€2bn in government spending may have negative impact on environment, says report

Sinn Féin climate change spokesperson Darren O’Rourke. Photo: Gareth Chaney/Collins

Caroline O'Doherty

Almost €2bn of public spending in 2023 is for measures identified as “potentially climate harmful”, a report for Government says.

It says the figure of €1.99bn is “conservative” as it excludes spending on infrastructure such as roads which spans several years.

The items deemed potentially harmful were highlighted after a review of the budget for 2023 which was announced last September.

They include farming grants, regional airport supports, payments to the Industrial Development Agency (IDA) and Enterprise Ireland, and the fuel allowance for low-income households and the over-70s.

They do not include spending on the day-to-day running of public bodies and services which may also fuel climate change through the type of supplies bought and how they are transported.

The report, by staff from the Government’s economic evaluation service in the Department of Public Expenditure and Reform, says: “It should be noted that this paper represents a first step in the process of identifying potentially climate harmful Exchequer supports.

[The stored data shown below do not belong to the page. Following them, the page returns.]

//! Workspace model: member crates and the dependency edges between them
//!
//! ## Graph Structure
//!
//! - **Nodes**: workspace members only; external dependencies are not represented
//! - **Edges**: `A → B` in the petgraph sense means "B depends on A", so a
//!   topological walk yields dependencies before their dependents
//! - **Dev edges**: kept on the crates for display, but never part of ordering;
//!   dev-dependencies are stripped by `cargo publish`, so they cannot create a
//!   publish-time cycle
//!
//! The graph is immutable once built. It is constructed from `cargo metadata`
//! output by `crate::cargo::metadata`, or directly from values in tests.

use crate::core::error::{DependencyCycleError, WorkspaceModelError};
use petgraph::Direction;
use petgraph::graph::{DiGraph, NodeIndex};
use std::cmp::Reverse;
use std::collections::{BTreeSet, BinaryHeap, HashMap, HashSet};
use std::path::{Path, PathBuf};

/// Section of the manifest a dependency is declared in
#[derive(Debug, Clone, Copy, PartialEq, Eq, PartialOrd, Ord, Hash)]
pub enum DependencyKind {
  Normal,
  Dev,
  Build,
}

/// An edge to another workspace member
#[derive(Debug, Clone, PartialEq, Eq)]
pub struct WorkspaceDependency {
  /// Target crate's package id
  pub package_id: String,
  /// Target crate's name
  pub name: String,
  /// Key used in the dependent's manifest (differs from `name` when renamed)
  pub manifest_name: String,
  pub kind: DependencyKind,
}

impl WorkspaceDependency {
  /// Whether this edge constrains publish order
  pub fn affects_publish_order(&self) -> bool {
    self.kind != DependencyKind::Dev
  }
}

/// A workspace member crate
#[derive(Debug, Clone, PartialEq, Eq)]
pub struct WorkspaceCrate {
  pub id: String,
  pub name: String,
  pub version: String,
  pub manifest_path: PathBuf,
  pub root_path: PathBuf,
  /// Whether the manifest permits publication
  pub publish: bool,
  /// `readme.workspace = true` in the crate manifest
  pub readme_is_workspace: bool,
  pub dependencies: Vec<WorkspaceDependency>,
}

impl WorkspaceCrate {
  /// Dependencies that must be published before this crate
  pub fn publish_dependencies(&self) -> impl Iterator<Item = &WorkspaceDependency> {
    self.dependencies.iter().filter(|dep| dep.affects_publish_order())
  }
}

/// Immutable view of a Cargo workspace
#[derive(Debug, Clone)]
pub struct WorkspaceGraph {
  pub workspace_root: PathBuf,
  /// Member crates, sorted by name
  pub crates: Vec<WorkspaceCrate>,
}

impl WorkspaceGraph {
  /// Build a graph from member crates.
  ///
  /// Crate names must be unique. Dependencies whose target is not one of `crates`
  /// are dropped, since only workspace-internal edges matter for ordering.
  pub fn new(workspace_root: impl Into<PathBuf>, mut crates: Vec<WorkspaceCrate>) -> Result<Self, WorkspaceModelError> {
    let mut seen = HashSet::new();
    for krate in &crates {
      if !seen.insert(krate.name.as_str()) {
        return Err(WorkspaceModelError::invalid(format!(
          "duplicate workspace crate name '{}'",
          krate.name
        )));
      }
    }

    crates.sort_by(|a, b| a.name.cmp(&b.name));

    let member_ids: HashSet<String> = crates.iter().map(|krate| krate.id.clone()).collect();
    for krate in &mut crates {
      krate
        .dependencies
        .retain(|dep| member_ids.contains(&dep.package_id));
    }

    Ok(Self {
      workspace_root: workspace_root.into(),
      crates,
    })
  }

  pub fn workspace_root(&self) -> &Path {
    &self.workspace_root
  }

  pub fn crate_by_name(&self, name: &str) -> Option<&WorkspaceCrate> {
    self.crates.iter().find(|krate| krate.name == name)
  }

  pub fn crate_by_id(&self, id: &str) -> Option<&WorkspaceCrate> {
    self.crates.iter().find(|krate| krate.id == id)
  }

  pub fn crate_names(&self) -> BTreeSet<&str> {
    self.crates.iter().map(|krate| krate.name.as_str()).collect()
  }

  /// All crates ordered so that every crate follows its normal and build dependencies.
  ///
  /// Ties are broken by ascending crate name, so the result is deterministic.
  pub fn topologically_sorted_crates(&self) -> Result<Vec<&WorkspaceCrate>, DependencyCycleError> {
    let all: Vec<&WorkspaceCrate> = self.crates.iter().collect();
    dependency_order(&all).map_err(|crates| DependencyCycleError { crates })
  }
}

/// Kahn's algorithm over `crates`, considering only non-dev edges between them.
///
/// On failure returns the sorted names of the crates left unordered (the ones
/// on, or downstream of, a cycle).
pub(crate) fn dependency_order<'a>(crates: &[&'a WorkspaceCrate]) -> Result<Vec<&'a WorkspaceCrate>, Vec<String>> {
  let mut graph: DiGraph<&'a WorkspaceCrate, ()> = DiGraph::with_capacity(crates.len(), 0);
  let mut id_to_node: HashMap<&str, NodeIndex> = HashMap::with_capacity(crates.len());
  for krate in crates {
    let idx = graph.add_node(*krate);
    id_to_node.insert(krate.id.as_str(), idx);
  }

  for krate in crates {
    let Some(&dependent) = id_to_node.get(krate.id.as_str()) else {
      continue;
    };
    for dep in krate.publish_dependencies() {
      if let Some(&dependency) = id_to_node.get(dep.package_id.as_str()) {
        // update_edge: a crate listed as both normal and build dep is one constraint
        graph.update_edge(dependency, dependent, ());
      }
    }
  }

  let mut in_degree: HashMap<NodeIndex, usize> = graph
    .node_indices()
    .map(|idx| (idx, graph.neighbors_directed(idx, Direction::Incoming).count()))
    .collect();

  let mut ready: BinaryHeap<Reverse<(&'a str, NodeIndex)>> = in_degree
    .iter()
    .filter(|(_, degree)| **degree == 0)
    .map(|(&idx, _)| {
      let krate: &'a WorkspaceCrate = graph[idx];
      Reverse((krate.name.as_str(), idx))
    })
    .collect();

  let mut ordered: Vec<&'a WorkspaceCrate> = Vec::with_capacity(crates.len());
  while let Some(Reverse((_, idx))) = ready.pop() {
    ordered.push(graph[idx]);
    for next in graph.neighbors_directed(idx, Direction::Outgoing) {
      if let Some(degree) = in_degree.get_mut(&next) {
        *degree -= 1;
        if *degree == 0 {
          let krate: &'a WorkspaceCrate = graph[next];
          ready.push(Reverse((krate.name.as_str(), next)));
        }
      }
    }
  }

  if ordered.len() == crates.len() {
    return Ok(ordered);
  }

  let emitted: HashSet<&str> = ordered.iter().map(|krate| krate.id.as_str()).collect();
  let mut residual: Vec<String> = crates
    .iter()
    .filter(|krate| !emitted.contains(krate.id.as_str()))
    .map(|krate| krate.name.clone())
    .collect();
  residual.sort();
  Err(residual)
}


#[cfg(test)]
mod tests {
  use super::test_support::{krate, workspace};
  use super::*;

  fn names(crates: &[&WorkspaceCrate]) -> Vec<String> {
    crates.iter().map(|krate| krate.name.clone()).collect()
  }

  #[test]
  fn test_topological_order_respects_dependencies() {
    let ws = workspace(
      "/ws",
      vec![
        krate("gamma").depends_on("beta"),
        krate("beta").depends_on("alpha"),
        krate("alpha"),
      ],
    );
    let order = ws.topologically_sorted_crates().unwrap();
    assert_eq!(names(&order), vec!["alpha", "beta", "gamma"]);
  }

  #[test]
  fn test_ties_break_alphabetically() {
    let ws = workspace(
      "/ws",
      vec![krate("zeta"), krate("mu"), krate("alpha"), krate("omega").depends_on("zeta")],
    );
    let order = ws.topologically_sorted_crates().unwrap();
    assert_eq!(names(&order), vec!["alpha", "mu", "zeta", "omega"]);
  }

  #[test]
  fn test_dev_edges_do_not_create_cycles() {
    let ws = workspace(
      "/ws",
      vec![krate("alpha").dev_depends_on("beta"), krate("beta").depends_on("alpha")],
    );
    let order = ws.topologically_sorted_crates().unwrap();
    assert_eq!(names(&order), vec!["alpha", "beta"]);
  }

  #[test]
  fn test_build_edges_participate() {
    let ws = workspace("/ws", vec![krate("alpha").build_depends_on("beta"), krate("beta")]);
    let order = ws.topologically_sorted_crates().unwrap();
    assert_eq!(names(&order), vec!["beta", "alpha"]);
  }

  #[test]
  fn test_cycle_reports_sorted_residual() {
    let ws = workspace(
      "/ws",
      vec![
        krate("gamma").depends_on("beta"),
        krate("beta").depends_on("gamma"),
        krate("alpha"),
      ],
    );
    let err = ws.topologically_sorted_crates().unwrap_err();
    assert_eq!(err.crates, vec!["beta", "gamma"]);
    assert!(err.to_string().contains("beta, gamma"));
  }

  #[test]
  fn test_self_loop_is_a_cycle_of_one() {
    let ws = workspace("/ws", vec![krate("alpha").depends_on("alpha")]);
    let err = ws.topologically_sorted_crates().unwrap_err();
    assert_eq!(err.crates, vec!["alpha"]);
  }

  #[test]
  fn test_duplicate_edges_count_once() {
    let ws = workspace(
      "/ws",
      vec![krate("alpha").depends_on("beta").build_depends_on("beta"), krate("beta")],
    );
    let order = ws.topologically_sorted_crates().unwrap();
    assert_eq!(names(&order), vec!["beta", "alpha"]);
  }

  #[test]
  fn test_external_dependencies_are_dropped() {
    let ws = workspace("/ws", vec![krate("alpha").depends_on("serde")]);
    assert!(ws.crates[0].dependencies.is_empty());
  }

  #[test]
  fn test_duplicate_names_are_rejected() {
    let err = WorkspaceGraph::new("/ws", vec![krate("alpha").build(), krate("alpha").build()]).unwrap_err();
    assert!(err.to_string().contains("duplicate workspace crate name 'alpha'"));
  }

  #[test]
  fn test_lookups() {
    let ws = workspace("/ws", vec![krate("beta"), krate("alpha")]);
    assert_eq!(ws.crate_by_name("beta").map(|k| k.id.as_str()), Some("beta-id"));
    assert!(ws.crate_by_name("gamma").is_none());
    assert_eq!(ws.crate_by_id("alpha-id").map(|k| k.name.as_str()), Some("alpha"));
    assert!(ws.crate_by_id("alpha").is_none());
    assert_eq!(ws.crate_names().into_iter().collect::<Vec<_>>(), vec!["alpha", "beta"]);
    let names: Vec<&str> = ws.crates.iter().map(|k| k.name.as_str()).collect();
    assert_eq!(names, vec!["alpha", "beta"]);
  }

  #[test]
  fn test_empty_workspace() {
    let ws = workspace("/ws", vec![]);
    assert!(ws.topologically_sorted_crates().unwrap().is_empty());
  }
}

“The total figure of €1.99bn is likely a conservative estimate of the environmentally harmful activity the Exchequer will fund in 2023.”

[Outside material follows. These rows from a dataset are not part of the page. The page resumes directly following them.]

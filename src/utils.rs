//! Utility functions for cross-platform path handling

use crate::core::error::{LadingResult, WorkspaceModelError};
use std::path::{Component, Path, PathBuf};

/// Resolve a user-supplied workspace root to an absolute, canonical path.
///
/// Fails with `WorkspaceModelError::RootNotFound` when the directory does not exist.
pub fn normalise_workspace_root(path: &Path) -> LadingResult<PathBuf> {
  let absolute = absolutize(path)?;
  if !absolute.is_dir() {
    return Err(WorkspaceModelError::RootNotFound { path: absolute }.into());
  }
  Ok(absolute.canonicalize()?)
}

/// Make a path absolute against the current directory and remove `.`/`..` lexically.
///
/// Does not touch the filesystem beyond reading the current directory, so it
/// works for paths that do not exist yet.
pub fn absolutize(path: &Path) -> std::io::Result<PathBuf> {
  let joined = if path.is_absolute() {
    path.to_path_buf()
  } else {
    std::env::current_dir()?.join(path)
  };
  Ok(normalize_lexically(&joined))
}

/// Remove `.` and `..` components without resolving symlinks
pub fn normalize_lexically(path: &Path) -> PathBuf {
  let mut out = PathBuf::new();
  for component in path.components() {
    match component {
      Component::CurDir => {}
      Component::ParentDir => {
        // Popping past the root is a no-op, matching how the OS resolves `/..`
        if !matches!(out.components().next_back(), Some(Component::RootDir | Component::Prefix(_)) | None) {
          out.pop();
        }
      }
      other => out.push(other.as_os_str()),
    }
  }
  out
}

/// Resolve the longest existing ancestor of `path` through the filesystem and
/// re-append the remaining components.
///
/// Lets a not-yet-created directory be compared against a canonical root even
/// when part of its prefix is a symlink (e.g. `/tmp` on macOS).
pub fn canonicalize_existing_prefix(path: &Path) -> PathBuf {
  let mut existing = path.to_path_buf();
  let mut remainder = Vec::new();
  while !existing.exists() {
    match (existing.file_name().map(|n| n.to_os_string()), existing.parent()) {
      (Some(name), Some(parent)) => {
        remainder.push(name);
        existing = parent.to_path_buf();
      }
      _ => return path.to_path_buf(),
    }
  }

  let mut resolved = existing.canonicalize().unwrap_or(existing);
  for name in remainder.into_iter().rev() {
    resolved.push(name);
  }
  resolved
}

/// True when `path` equals `root` or lies beneath it (component-wise)
pub fn is_within(path: &Path, root: &Path) -> bool {
  path.starts_with(root)
}

/// Display `path` relative to `base` when it lies beneath it, otherwise as-is.
///
/// Always uses forward slashes so output is stable across platforms.
pub fn display_relative(path: &Path, base: &Path) -> String {
  match path.strip_prefix(base) {
    Ok(relative) => path_to_forward_slashes(relative),
    Err(_) => path_to_forward_slashes(path),
  }
}

/// Convert a path to forward-slash form
pub fn path_to_forward_slashes(path: &Path) -> String {
  #[cfg(target_os = "windows")]
  {
    path.to_string_lossy().replace('\\', "/")
  }
  #[cfg(not(target_os = "windows"))]
  {
    path.to_string_lossy().to_string()
  }
}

The report’s findings were provided to Sinn Féin TD Darren O’Rourke in reply to parliamentary questions to Public Expenditure and Reform Minister Paschal Donohoe.

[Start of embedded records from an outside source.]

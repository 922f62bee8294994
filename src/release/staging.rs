//! Workspace staging: an isolated copy of the workspace for pre-flight checks
//!
//! ```text
//! <build_directory>/
//!   <workspace dir name>/    staged clone (staging_root)
//!   target/                  cargo target dir used by pre-flight
//! ```
//!
//! All preconditions (build directory placement, README availability) are
//! checked before anything is written. The source workspace is only read.

use crate::core::error::PublishPreparationError;
use crate::graph::workspace_graph::WorkspaceGraph;
use crate::release::plan::PublishPlan;
use crate::utils::{absolutize, canonicalize_existing_prefix, is_within};
use std::fs;
use std::path::{Path, PathBuf};
use walkdir::WalkDir;

const WORKSPACE_README: &str = "README.md";
const TEMP_PREFIX: &str = "lading-publish-";

/// Options controlling staging and pre-flight
#[derive(Debug, Clone, PartialEq, Eq)]
pub struct PublishOptions {
  /// Where to stage; a fresh temporary directory when `None`
  pub build_directory: Option<PathBuf>,
  /// Remove the build directory when the preparation is dropped
  pub cleanup: bool,
  /// Copy symlinks as symlinks (true) or as the files they point to (false)
  pub preserve_symlinks: bool,
  /// Skip the clean working tree check
  pub allow_dirty: bool,
}

impl Default for PublishOptions {
  fn default() -> Self {
    Self {
      build_directory: None,
      cleanup: false,
      preserve_symlinks: true,
      allow_dirty: false,
    }
  }
}

/// Result of staging
#[derive(Debug)]
pub struct PublishPreparation {
  /// Directory holding the staged clone and the pre-flight target directory
  pub build_directory: PathBuf,
  /// Root of the staged clone
  pub staging_root: PathBuf,
  /// README copies, sorted by path relative to `staging_root`
  pub copied_readmes: Vec<PathBuf>,
  cleanup: Option<BuildDirectoryGuard>,
}

impl PublishPreparation {
  /// Whether the build directory will be removed on drop
  pub fn cleans_up(&self) -> bool {
    self.cleanup.is_some()
  }
}

/// Removes the build directory when dropped
#[derive(Debug)]
struct BuildDirectoryGuard {
  path: PathBuf,
}

impl Drop for BuildDirectoryGuard {
  fn drop(&mut self) {
    match fs::remove_dir_all(&self.path) {
      Ok(()) => log::debug!("removed build directory {}", self.path.display()),
      Err(err) if err.kind() == std::io::ErrorKind::NotFound => {}
      Err(err) => log::warn!("failed to remove build directory {}: {}", self.path.display(), err),
    }
  }
}

/// Stage `plan`'s workspace into a build directory.
pub fn prepare_workspace(
  plan: &PublishPlan,
  workspace: &WorkspaceGraph,
  options: &PublishOptions,
) -> Result<PublishPreparation, PublishPreparationError> {
  let source_root = plan.workspace_root.as_path();
  let canonical_root = source_root
    .canonicalize()
    .map_err(|e| PublishPreparationError::io("resolve workspace root", source_root, e))?;

  let requested = match &options.build_directory {
    Some(dir) => Some(normalise_build_directory(dir, &canonical_root)?),
    None => None,
  };

  let readme_targets = collect_readme_targets(workspace, source_root)?;
  if let Some(dir) = &requested {
    clone_destination(&canonical_root, dir)?;
  }

  let build_directory = match requested {
    Some(dir) => {
      fs::create_dir_all(&dir).map_err(|e| PublishPreparationError::io("create build directory", &dir, e))?;
      dir
    }
    None => create_temp_build_directory()?,
  };
  log::info!("staging workspace in {}", build_directory.display());

  // A temporary directory is only known once created, so it is checked here
  clone_destination(&canonical_root, &build_directory)?;

  // Registered before copying so a failed copy is still cleaned up
  let cleanup = options.cleanup.then(|| BuildDirectoryGuard {
    path: build_directory.clone(),
  });

  let staging_root = copy_workspace_tree(&canonical_root, &build_directory, options.preserve_symlinks)?;
  let copied_readmes = stage_workspace_readmes(source_root, &staging_root, &readme_targets)?;

  Ok(PublishPreparation {
    build_directory,
    staging_root,
    copied_readmes,
    cleanup,
  })
}

/// Resolve a user-supplied build directory.
///
/// Rejects the workspace root, anything inside it and any ancestor of it, since
/// cleanup removes the whole build directory. Nothing is created; relative
/// paths resolve against the current directory.
pub fn normalise_build_directory(dir: &Path, canonical_root: &Path) -> Result<PathBuf, PublishPreparationError> {
  let absolute = absolutize(dir).map_err(|e| PublishPreparationError::io("resolve build directory", dir, e))?;
  let resolved = canonicalize_existing_prefix(&absolute);
  if is_within(&resolved, canonical_root) || is_within(&absolute, canonical_root) {
    return Err(PublishPreparationError::BuildDirectoryInsideWorkspace {
      build_directory: absolute,
      workspace_root: canonical_root.to_path_buf(),
    });
  }
  if is_within(canonical_root, &resolved) {
    return Err(PublishPreparationError::BuildDirectoryContainsWorkspace {
      build_directory: resolved,
      workspace_root: canonical_root.to_path_buf(),
    });
  }
  Ok(resolved)
}

/// Where the clone of `workspace_root` goes inside `build_directory`.
///
/// Fails when that location is the workspace root or lies inside it.
fn clone_destination(workspace_root: &Path, build_directory: &Path) -> Result<PathBuf, PublishPreparationError> {
  let name = workspace_root.file_name().unwrap_or_else(|| "workspace".as_ref());
  let destination = canonicalize_existing_prefix(build_directory).join(name);
  if is_within(&destination, workspace_root) {
    return Err(PublishPreparationError::CloneInsideWorkspace {
      destination,
      workspace_root: workspace_root.to_path_buf(),
    });
  }
  Ok(destination)
}

fn create_temp_build_directory() -> Result<PathBuf, PublishPreparationError> {
  let temp = tempfile::Builder::new()
    .prefix(TEMP_PREFIX)
    .tempdir()
    .map_err(|e| PublishPreparationError::io("create temporary build directory in", std::env::temp_dir(), e))?;
  // Lifetime is managed by PublishOptions::cleanup, not by TempDir
  Ok(temp.keep())
}

/// Copy the workspace into `build_directory/<workspace dir name>`, replacing any previous clone.
pub fn copy_workspace_tree(
  workspace_root: &Path,
  build_directory: &Path,
  preserve_symlinks: bool,
) -> Result<PathBuf, PublishPreparationError> {
  let destination = clone_destination(workspace_root, build_directory)?;
  remove_existing(&destination)?;
  fs::create_dir_all(&destination).map_err(|e| PublishPreparationError::io("create", &destination, e))?;

  let target_dir = workspace_root.join("target");
  let walker = WalkDir::new(workspace_root)
    .min_depth(1)
    .follow_links(!preserve_symlinks)
    .into_iter()
    .filter_entry(|entry| entry.path() != target_dir);

  let mut copied = 0usize;
  for entry in walker {
    let entry = entry.map_err(|e| {
      let path = e.path().map(Path::to_path_buf).unwrap_or_else(|| workspace_root.to_path_buf());
      PublishPreparationError::io("walk", path, into_io_from_walkdir(e))
    })?;
    let relative = entry
      .path()
      .strip_prefix(workspace_root)
      .map_err(|e| PublishPreparationError::io("relativise", entry.path(), std::io::Error::other(e)))?;
    let dest_path = destination.join(relative);

    if entry.path_is_symlink() && preserve_symlinks {
      copy_symlink(entry.path(), &dest_path)?;
    } else if entry.file_type().is_dir() {
      fs::create_dir_all(&dest_path).map_err(|e| PublishPreparationError::io("create", &dest_path, e))?;
    } else {
      fs::copy(entry.path(), &dest_path).map_err(|e| PublishPreparationError::io("copy", entry.path(), e))?;
      copied += 1;
    }
  }

  log::debug!("copied {} file(s) into {}", copied, destination.display());
  Ok(destination)
}

fn remove_existing(path: &Path) -> Result<(), PublishPreparationError> {
  let Ok(metadata) = fs::symlink_metadata(path) else {
    return Ok(());
  };
  log::debug!("removing previous clone at {}", path.display());
  let result = if metadata.is_dir() {
    fs::remove_dir_all(path)
  } else {
    fs::remove_file(path)
  };
  result.map_err(|e| PublishPreparationError::io("remove previous clone", path, e))
}

fn copy_symlink(source: &Path, dest: &Path) -> Result<(), PublishPreparationError> {
  let target = fs::read_link(source).map_err(|e| PublishPreparationError::io("read symlink", source, e))?;

  #[cfg(unix)]
  let result = std::os::unix::fs::symlink(&target, dest);

  #[cfg(windows)]
  let result = if source.is_dir() {
    std::os::windows::fs::symlink_dir(&target, dest)
  } else {
    std::os::windows::fs::symlink_file(&target, dest)
  };

  result.map_err(|e| PublishPreparationError::io("create symlink", dest, e))
}

/// Crate directories (relative to the workspace root) that need the workspace README.
///
/// Considers every crate in the workspace, publishable or not, and sorts the result.
pub fn collect_readme_targets(
  workspace: &WorkspaceGraph,
  workspace_root: &Path,
) -> Result<Vec<PathBuf>, PublishPreparationError> {
  let mut opted_in: Vec<_> = workspace.crates.iter().filter(|krate| krate.readme_is_workspace).collect();
  if opted_in.is_empty() {
    return Ok(Vec::new());
  }
  opted_in.sort_by(|a, b| a.name.cmp(&b.name));

  let readme = workspace_root.join(WORKSPACE_README);
  if !readme.is_file() {
    return Err(PublishPreparationError::MissingWorkspaceReadme {
      readme,
      crates: opted_in.iter().map(|krate| krate.name.clone()).collect(),
    });
  }

  let mut targets = Vec::with_capacity(opted_in.len());
  for krate in opted_in {
    let relative = krate.root_path.strip_prefix(workspace_root).map_err(|_| {
      PublishPreparationError::CrateOutsideWorkspace {
        crate_name: krate.name.clone(),
        root_path: krate.root_path.clone(),
        workspace_root: workspace_root.to_path_buf(),
      }
    })?;
    targets.push(relative.to_path_buf());
  }
  targets.sort();
  targets.dedup();
  Ok(targets)
}

/// Copy the workspace README into each staged crate directory in `targets`.
pub fn stage_workspace_readmes(
  workspace_root: &Path,
  staging_root: &Path,
  targets: &[PathBuf],
) -> Result<Vec<PathBuf>, PublishPreparationError> {
  let readme = workspace_root.join(WORKSPACE_README);
  let mut copied = Vec::with_capacity(targets.len());
  for relative in targets {
    let crate_dir = staging_root.join(relative);
    fs::create_dir_all(&crate_dir).map_err(|e| PublishPreparationError::io("create", &crate_dir, e))?;
    let dest = crate_dir.join(WORKSPACE_README);
    // Replace symlinked READMEs rather than writing through them
    if fs::symlink_metadata(&dest).is_ok_and(|m| m.file_type().is_symlink()) {
      fs::remove_file(&dest).map_err(|e| PublishPreparationError::io("remove", &dest, e))?;
    }
    fs::copy(&readme, &dest).map_err(|e| PublishPreparationError::io("copy", &readme, e))?;
    log::debug!("copied workspace README to {}", dest.display());
    copied.push(dest);
  }
  Ok(copied)
}

fn into_io_from_walkdir(err: walkdir::Error) -> std::io::Error {
  if err.io_error().is_some() {
    std::io::Error::from(err)
  } else {
    // Symlink loops carry no io::Error
    std::io::Error::other(err.to_string())
  }
}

The minister said work was ongoing to improve ways of calculating the climate impact of public spending.

He said his department was committed “to developing and applying definitions to identify and track government spending that may be having a negative impact on climate and environmental outcomes”.

The Organisation for Economic Co-operation and Development (OECD) is preparing guidelines for assessing large capital projects in Ireland, he said. ​

“On completion of the report, my department will evaluate the OECD’s recommendations before considering what changes may be appropriate for the new infrastructure guidelines.”

Mr O’Rourke welcomed the steps but said the pace needed to quicken. ​

“We have traditional cost-benefit analysis but there is an urgent need to update those tools to include the carbon and climate impact of individual projects and of ongoing expenditure.”

He was also concerned that the climate cost of tax measures that subsidised fossil fuels through exemptions and rebates was not fully accounted for.

“It’s important we shine a light on that area, particularly at a time when the fossil-fuel industry is making spectacular profits.”

The report says identifying a spending item as potentially climate harmful “does not suggest that it is flawed or should be halted”.

It means instead that “careful consideration should be undertaken to determine if there are potentially less distortionary means of achieving the outcomes the expenditure supports”.

The report and the replies to Mr O’Rourke show the prominent role assigned to the expenditure minister in climate policy.

Yet, Independent.iereported at the weekend that Mr Donohoe had twice refused to attend the Committee on Environment and Climate Action.